* _TASK STATEMENT_: Tally up the lines below that carry the word "records", answering with the figure alone.

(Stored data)
■ ■ ■ ■

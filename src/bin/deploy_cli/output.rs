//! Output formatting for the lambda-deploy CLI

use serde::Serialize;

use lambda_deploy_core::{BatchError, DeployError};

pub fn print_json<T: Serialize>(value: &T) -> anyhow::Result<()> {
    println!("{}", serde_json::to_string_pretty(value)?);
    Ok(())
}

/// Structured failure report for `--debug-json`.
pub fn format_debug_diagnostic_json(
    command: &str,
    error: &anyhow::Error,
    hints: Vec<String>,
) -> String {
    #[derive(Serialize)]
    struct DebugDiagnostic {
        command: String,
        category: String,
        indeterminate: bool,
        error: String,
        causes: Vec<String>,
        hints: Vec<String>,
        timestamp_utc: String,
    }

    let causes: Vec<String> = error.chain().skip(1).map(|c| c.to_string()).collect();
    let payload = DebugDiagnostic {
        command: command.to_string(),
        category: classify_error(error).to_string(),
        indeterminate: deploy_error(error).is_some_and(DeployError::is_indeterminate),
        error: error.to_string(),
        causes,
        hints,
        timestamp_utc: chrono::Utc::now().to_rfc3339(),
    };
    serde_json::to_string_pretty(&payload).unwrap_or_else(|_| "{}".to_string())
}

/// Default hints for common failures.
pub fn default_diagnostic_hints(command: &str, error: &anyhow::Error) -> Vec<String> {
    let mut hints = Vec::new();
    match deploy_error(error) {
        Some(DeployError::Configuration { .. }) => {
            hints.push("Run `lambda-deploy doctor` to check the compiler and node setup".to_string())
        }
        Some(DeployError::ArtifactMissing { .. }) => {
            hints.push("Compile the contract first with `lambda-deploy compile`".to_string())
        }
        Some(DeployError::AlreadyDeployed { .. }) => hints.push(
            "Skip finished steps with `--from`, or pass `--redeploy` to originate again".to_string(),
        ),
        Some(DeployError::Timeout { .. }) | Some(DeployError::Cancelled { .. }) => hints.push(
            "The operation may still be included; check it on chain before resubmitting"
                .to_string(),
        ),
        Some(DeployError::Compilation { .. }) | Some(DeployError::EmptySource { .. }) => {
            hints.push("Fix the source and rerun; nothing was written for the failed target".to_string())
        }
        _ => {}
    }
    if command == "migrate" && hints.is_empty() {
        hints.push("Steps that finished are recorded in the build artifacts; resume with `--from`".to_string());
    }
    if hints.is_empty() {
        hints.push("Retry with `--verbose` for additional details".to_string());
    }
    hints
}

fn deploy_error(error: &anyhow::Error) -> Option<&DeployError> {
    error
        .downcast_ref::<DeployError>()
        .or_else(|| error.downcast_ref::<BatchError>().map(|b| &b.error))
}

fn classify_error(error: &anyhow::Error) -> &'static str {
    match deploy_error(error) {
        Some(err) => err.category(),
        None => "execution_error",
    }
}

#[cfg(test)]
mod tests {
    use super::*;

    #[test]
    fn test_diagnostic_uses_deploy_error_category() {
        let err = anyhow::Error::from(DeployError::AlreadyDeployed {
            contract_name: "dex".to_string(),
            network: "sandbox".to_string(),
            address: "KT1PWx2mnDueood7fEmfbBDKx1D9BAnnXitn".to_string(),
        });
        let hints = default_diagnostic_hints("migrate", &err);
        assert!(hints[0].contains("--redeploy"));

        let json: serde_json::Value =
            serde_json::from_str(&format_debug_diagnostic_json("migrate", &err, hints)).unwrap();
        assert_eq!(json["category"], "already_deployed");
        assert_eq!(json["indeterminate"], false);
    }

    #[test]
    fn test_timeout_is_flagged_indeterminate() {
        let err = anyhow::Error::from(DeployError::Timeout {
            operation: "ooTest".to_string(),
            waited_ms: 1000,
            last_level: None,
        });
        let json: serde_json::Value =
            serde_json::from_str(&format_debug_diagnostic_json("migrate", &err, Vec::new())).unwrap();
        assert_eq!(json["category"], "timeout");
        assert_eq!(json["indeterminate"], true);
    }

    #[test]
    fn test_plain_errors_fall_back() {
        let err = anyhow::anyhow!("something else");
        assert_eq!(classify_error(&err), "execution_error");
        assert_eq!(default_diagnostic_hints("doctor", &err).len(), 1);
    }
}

■ ■ ■ ■

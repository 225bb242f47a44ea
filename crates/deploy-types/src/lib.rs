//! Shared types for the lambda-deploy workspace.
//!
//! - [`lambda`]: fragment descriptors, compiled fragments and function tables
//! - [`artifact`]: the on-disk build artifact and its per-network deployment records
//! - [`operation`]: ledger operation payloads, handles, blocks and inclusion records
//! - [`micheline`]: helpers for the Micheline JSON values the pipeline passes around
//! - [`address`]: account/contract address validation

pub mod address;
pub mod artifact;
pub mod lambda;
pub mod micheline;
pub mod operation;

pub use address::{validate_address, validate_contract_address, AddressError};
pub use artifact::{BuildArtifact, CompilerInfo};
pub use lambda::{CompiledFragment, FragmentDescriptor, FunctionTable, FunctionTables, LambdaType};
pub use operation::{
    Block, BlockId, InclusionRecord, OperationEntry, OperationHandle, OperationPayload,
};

■ ■ ■ ■

* _RESULT FOR THIS EXERCISE_: 2